Macau: Empresários juntos na “sangria dos cofres públicos” com superfaturamento de 1000% nas festas

O Jornal de Hoje também destacou que, para a juíza Cristiany Maria de Vasconcelos Batista, ficou suficientemente demonstrado que a prisão de Flávio Veras é importante para a ordem pública e a continuidade processual e que o afastamento de alguns funcionários públicos ligados ao ex-prefeito é necessário para a continuidade processual. Contudo, a juíza não decidiu apenas isso. Ela determinou também que empresários e bandas locais e regionais devem ser proibidas de fechar contratos com o ente público municipal e estadual, dada a participação delas nas “sangrias dos recursos públicos”.

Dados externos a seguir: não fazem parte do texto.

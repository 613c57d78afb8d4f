//! Persistence used by a payroll run.
//!
//! Every read and write of a run goes through a [`PayrollTx`], so the whole
//! run (idempotency check, force clear, per-user rows, ledger decrements and
//! run log) commits or rolls back as one unit. Each user is processed in a
//! nested transaction (a savepoint on PostgreSQL) so a failing user only
//! discards their own writes.

use std::sync::Arc;

use async_trait::async_trait;
use chrono::{Local, NaiveDate};
use rust_decimal::Decimal;
use sea_orm::{
    sea_query::{Expr, Func, OnConflict, SimpleExpr},
    ActiveValue::{Set, Unchanged}, ColumnTrait, Condition, ConnectionTrait, DatabaseConnection, DatabaseTransaction,
    DbBackend, DbErr, EntityTrait, PaginatorTrait, QueryFilter, QueryOrder, QuerySelect, Statement, TransactionTrait,
};
use uuid::Uuid;

use crate::{
    entity::{
        advance_auto_deduction, advance_request, audit_log, daily_progress, notification, payroll_run_log, prelude::*,
        profit_fund, salary_history,
        sea_orm_active_enums::{AdvanceStatus, DeductionStatus, RoleType, SalaryStatus},
        user,
    },
    payroll::{advance::ScheduleTerms, engine::{SalaryRow, Trigger}, settings::PayrollSettings},
};

#[cfg(test)]
pub(crate) mod memory;

#[derive(Debug, Clone)]
pub struct AuditEntry {
    pub actor_id: Option<Uuid>,
    pub action: &'static str,
    pub resource: &'static str,
    pub resource_id: Option<Uuid>,
    pub details: serde_json::Value,
}

#[derive(Debug, Clone)]
pub struct Notice {
    pub user_id: Uuid,
    pub kind: &'static str,
    pub title: String,
    pub message: String,
    pub link: Option<String>,
}

#[derive(Debug, Clone)]
pub struct RunLogEntry {
    pub month: u32,
    pub year: i32,
    pub processed: i32,
    pub total_salary_cost: Decimal,
    pub total_profit_fund: Decimal,
    pub trigger: Trigger,
    pub run_by: Option<Uuid>,
}

#[async_trait]
pub trait PayrollStore: Send + Sync {
    type Tx: PayrollTx;

    async fn begin(&self) -> Result<Self::Tx, DbErr>;
}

“As contratações envolvendo os aqui representados vinham sendo feitas ao longo dos anos e se repetiam a cada evento festivo, mesmo depois das medidas decorrentes da Operação Máscara Negra, que parecem não ter servido para coibir os ilícitos. Ademais, os altos valores superfaturados (contratações com sobrepreço de até 1000%), também pelo que emerge dos autos, e a manipulação dos processos licitatórios, deixam entrever que as medidas são necessárias para impedir que os ilícitos se repitam ou mesmo que provas venham a ser destruídas”, justificou a juíza.